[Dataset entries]
use crate::engine::progress::{Progress, ProgressReporter};
use crate::engine::state::Simulation;
use nalgebra::Point2;
use tracing::{info, instrument};

/// How many frames advance between progress reports.
const REPORT_BATCH: u64 = 50;

/// Summary of a headless run.
#[derive(Debug, Clone)]
pub struct SimulationReport {
    pub frames: u64,
    pub final_energy: f64,
    pub energy_min: Option<f64>,
    pub energy_max: Option<f64>,
    pub mean_pairwise_distance: f64,
    /// Distance from the cluster centroid to the canvas center.
    pub centroid_offset: f64,
    pub cooling: f64,
}

/// Drives the simulator for a fixed number of frames at a fixed timestep and
/// summarizes where it ended up. The host keeps ownership of the simulator
/// and can keep stepping or inspect it afterwards.
#[instrument(skip_all, name = "simulate_workflow")]
pub fn run(
    sim: &mut Simulation,
    frames: u64,
    dt_ms: f64,
    reporter: &ProgressReporter,
) -> SimulationReport {
    info!(
        frames,
        dt_ms,
        residues = sim.chain().len(),
        solvent = %sim.solvent(),
        bias = %sim.bias(),
        "starting headless run"
    );
    reporter.report(Progress::RunStart {
        total_frames: frames,
    });

    let mut advanced = 0u64;
    while advanced < frames {
        let batch = REPORT_BATCH.min(frames - advanced);
        for _ in 0..batch {
            sim.frame(dt_ms);
        }
        advanced += batch;
        reporter.report(Progress::FramesAdvanced { count: batch });
    }

    reporter.report(Progress::RunFinish);

    let center = Point2::new(sim.width() * 0.5, sim.height() * 0.5);
    let bounds = sim.energy().bounds();
    let report = SimulationReport {
        frames,
        final_energy: sim.energy().current(),
        energy_min: bounds.map(|(min, _)| min),
        energy_max: bounds.map(|(_, max)| max),
        mean_pairwise_distance: sim.chain().mean_pairwise_distance(),
        centroid_offset: (sim.chain().centroid() - center).norm(),
        cooling: sim.cooling(),
    };
    info!(
        final_energy = report.final_energy,
        mean_pairwise_distance = report.mean_pairwise_distance,
        "headless run finished"
    );
    report
}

◆ PROBLEM TO WORK ON: Apply a filter for "engine" to the entries and show each line that passes.

◆ RESPONSE:
use crate::engine::progress::{Progress, ProgressReporter};
use crate::engine::state::Simulation;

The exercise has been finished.